[Extracted data entries]
//! Shared harness for integration tests: a scripted guest engine and a
//! headless host with its own owner thread and tokio runtime.

#![allow(dead_code)]

use std::sync::{Arc, Mutex};
use std::thread::JoinHandle;
use std::time::{Duration, Instant};

use vcomputer::api::ApiSurface;
use vcomputer::computer::{BootEntry, ComputerBuilder, ComputerHandle, HeadlessUi, HostContext};
use vcomputer::config::HostConfig;
use vcomputer::dispatcher::TaskDispatcher;
use vcomputer::engine::{
    BootScript, EngineError, EngineStatus, FrameAccess, FrameInfo, GuestEngine, HookAction, HookEvent,
    HookSink,
};
use vcomputer::value::Value;

/// One instruction of a scripted guest.
#[derive(Debug, Clone)]
pub enum Step {
    /// Yield for the next event, optionally filtered by name.
    Pull(Option<&'static str>),
    /// Call an API function and record the result.
    Call(&'static str, &'static str, Vec<Value>),
    /// Execute `line` of the boot chunk.
    Line(u32),
    /// Burn CPU firing count hooks. A raised error is caught and recorded;
    /// the spin ends after `catches` raises or when the time runs out.
    Spin { budget: Duration, catches: usize },
    /// Burn CPU without catching: the first raised error is fatal.
    Hog(Duration),
}

/// What the guest observed, in order.
#[derive(Debug, Clone, PartialEq)]
pub enum Record {
    /// Resume arguments: event name then its arguments.
    Event(Vec<Value>),
    Call(Result<Vec<Value>, String>),
    Line(u32),
    Raised(String),
}

pub type Log = Arc<Mutex<Vec<Record>>>;

pub fn records(log: &Log) -> Vec<Record> {
    log.lock().unwrap().clone()
}

/// Event names recorded so far.
pub fn event_names(log: &Log) -> Vec<String> {
    records(log)
        .into_iter()
        .filter_map(|r| match r {
            Record::Event(args) => args.first().and_then(|v| v.as_str().map(str::to_string)),
            _ => None,
        })
        .collect()
}

/// Poll `f` until it holds or `timeout` passes.
pub fn wait_for(timeout: Duration, mut f: impl FnMut() -> bool) -> bool {
    let deadline = Instant::now() + timeout;
    while Instant::now() < deadline {
        if f() {
            return true;
        }
        std::thread::sleep(Duration::from_millis(5));
    }
    f()
}

// ---------------------------------------------------------------------------
// Engine
// ---------------------------------------------------------------------------

pub struct ScriptedEngine {
    steps: Vec<Step>,
    pc: usize,
    api: ApiSurface,
    frame: ScriptFrame,
    log: Log,
}

impl ScriptedEngine {
    pub fn new(steps: Vec<Step>, log: Log) -> Self {
        Self { steps, pc: 0, api: ApiSurface::default(), frame: ScriptFrame::default(), log }
    }

    fn record(&self, record: Record) {
        self.log.lock().unwrap().push(record);
    }
}

impl GuestEngine for ScriptedEngine {
    fn boot(&mut self, script: &BootScript, api: ApiSurface) -> Result<(), EngineError> {
        self.api = api;
        self.frame.source = script.name.clone();
        Ok(())
    }

    fn resume(&mut self, args: Vec<Value>, hooks: &mut dyn HookSink) -> EngineStatus {
        if !args.is_empty() {
            self.record(Record::Event(args));
        }
        while let Some(step) = self.steps.get(self.pc).cloned() {
            self.pc += 1;
            match step {
                Step::Pull(filter) => return EngineStatus::Yielded(filter.map(str::to_string)),
                Step::Call(lib, function, args) => {
                    let result = self.api.call(lib, function, &args).map_err(|e| e.to_string());
                    self.record(Record::Call(result));
                }
                Step::Line(line) => {
                    self.frame.line = line;
                    match hooks.on_hook(HookEvent::Line(line), &mut self.frame) {
                        HookAction::Continue => self.record(Record::Line(line)),
                        HookAction::Raise(message) => return EngineStatus::Errored(message),
                        HookAction::Abort => return EngineStatus::Aborted,
                    }
                }
                Step::Spin { budget, catches } => {
                    let deadline = Instant::now() + budget;
                    let mut caught = 0;
                    while caught < catches && Instant::now() < deadline {
                        match hooks.on_hook(HookEvent::Count, &mut self.frame) {
                            HookAction::Continue => std::thread::sleep(Duration::from_millis(1)),
                            HookAction::Raise(message) => {
                                caught += 1;
                                self.record(Record::Raised(message));
                            }
                            HookAction::Abort => return EngineStatus::Aborted,
                        }
                    }
                }
                Step::Hog(budget) => {
                    let deadline = Instant::now() + budget;
                    while Instant::now() < deadline {
                        match hooks.on_hook(HookEvent::Count, &mut self.frame) {
                            HookAction::Continue => std::thread::sleep(Duration::from_millis(1)),
                            HookAction::Raise(message) => {
                                self.record(Record::Raised(message.clone()));
                                return EngineStatus::Errored(message);
                            }
                            HookAction::Abort => return EngineStatus::Aborted,
                        }
                    }
                }
            }
        }
        EngineStatus::Finished
    }
}

/// The single frame a scripted guest runs in.
#[derive(Debug, Default)]
pub struct ScriptFrame {
    pub source: String,
    pub line: u32,
    pub locals: Vec<(String, Value)>,
}

impl FrameAccess for ScriptFrame {
    fn info(&self) -> FrameInfo {
        FrameInfo {
            source: self.source.clone(),
            short_src: self.source.trim_start_matches('@').to_string(),
            name: None,
            what: "main".to_string(),
            current_line: Some(self.line),
            line_defined: Some(0),
        }
    }

    fn locals(&self) -> Vec<(String, Value)> {
        let mut locals = self.locals.clone();
        locals.push(("line".to_string(), Value::Integer(self.line.into())));
        locals
    }

    fn set_local(&mut self, name: &str, value: Value) -> bool {
        match self.locals.iter_mut().find(|(n, _)| n == name) {
            Some((_, slot)) => {
                *slot = value;
                true
            }
            None => false,
        }
    }

    fn upvalues(&self) -> Vec<(String, Value)> {
        Vec::new()
    }

    fn set_upvalue(&mut self, _name: &str, _value: Value) -> bool {
        false
    }

    fn evaluate(&mut self, code: &str) -> Result<Vec<Value>, String> {
        match code.strip_prefix("return ") {
            Some(name) => Ok(self
                .locals()
                .into_iter()
                .filter(|(n, _)| n == name)
                .map(|(_, v)| v)
                .collect()),
            None => Err(format!("cannot evaluate {code:?}")),
        }
    }
}

// ---------------------------------------------------------------------------
// Host
// ---------------------------------------------------------------------------

/// A headless host for one test.
pub struct TestHost {
    pub ctx: HostContext,
    pub data: tempfile::TempDir,
    runtime: Option<tokio::runtime::Runtime>,
    owner: Option<JoinHandle<()>>,
}

impl TestHost {
    pub fn new(config: HostConfig) -> Self {
        let data = tempfile::tempdir().unwrap();
        let config = HostConfig { data_dir: Some(data.path().to_path_buf()), ..config };
        let runtime = tokio::runtime::Builder::new_multi_thread()
            .worker_threads(2)
            .enable_all()
            .build()
            .unwrap();
        let (dispatcher, owner) = TaskDispatcher::spawn_owner("test-owner").unwrap();
        let ctx = HostContext::new(config, dispatcher, runtime.handle().clone(), Arc::new(HeadlessUi));
        Self { ctx, data, runtime: Some(runtime), owner: Some(owner) }
    }

    pub fn runtime(&self) -> &tokio::runtime::Runtime {
        self.runtime.as_ref().unwrap()
    }

    /// Start computer `id` running `steps` from a chunk named `@/a.lua`.
    pub fn start(&self, id: u32, steps: Vec<Step>) -> (ComputerHandle, Log) {
        let (builder, log) = self.builder(id, steps);
        (builder.start().unwrap(), log)
    }

    pub fn builder(&self, id: u32, steps: Vec<Step>) -> (ComputerBuilder, Log) {
        let log: Log = Arc::default();
        let engine_log = Arc::clone(&log);
        let factory = move |_id: u32| -> Box<dyn GuestEngine> {
            Box::new(ScriptedEngine::new(steps.clone(), Arc::clone(&engine_log)))
        };
        let builder = ComputerBuilder::new(self.ctx.clone(), id)
            .engine(Arc::new(factory))
            .boot(BootEntry::Embedded(BootScript { name: "@/a.lua".into(), source: Vec::new() }));
        (builder, log)
    }
}

impl Drop for TestHost {
    fn drop(&mut self) {
        self.ctx.shutdown();
        self.ctx.dispatcher.shutdown();
        if let Some(owner) = self.owner.take() {
            let _ = owner.join();
        }
        if let Some(runtime) = self.runtime.take() {
            runtime.shutdown_timeout(Duration::from_secs(1));
        }
    }
}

- Task goal -
Reproduce exactly the section above that begins at the line containing "Step::Call(lib, function, args)" and ends at the line containing "match hooks.on_hook(HookEvent::Line(line), &mut", leaving out all other lines.

- Result of this exercise -
                Step::Call(lib, function, args) => {
                    let result = self.api.call(lib, function, &args).map_err(|e| e.to_string());
                    self.record(Record::Call(result));
                }
                Step::Line(line) => {
                    self.frame.line = line;
                    match hooks.on_hook(HookEvent::Line(line), &mut self.frame) {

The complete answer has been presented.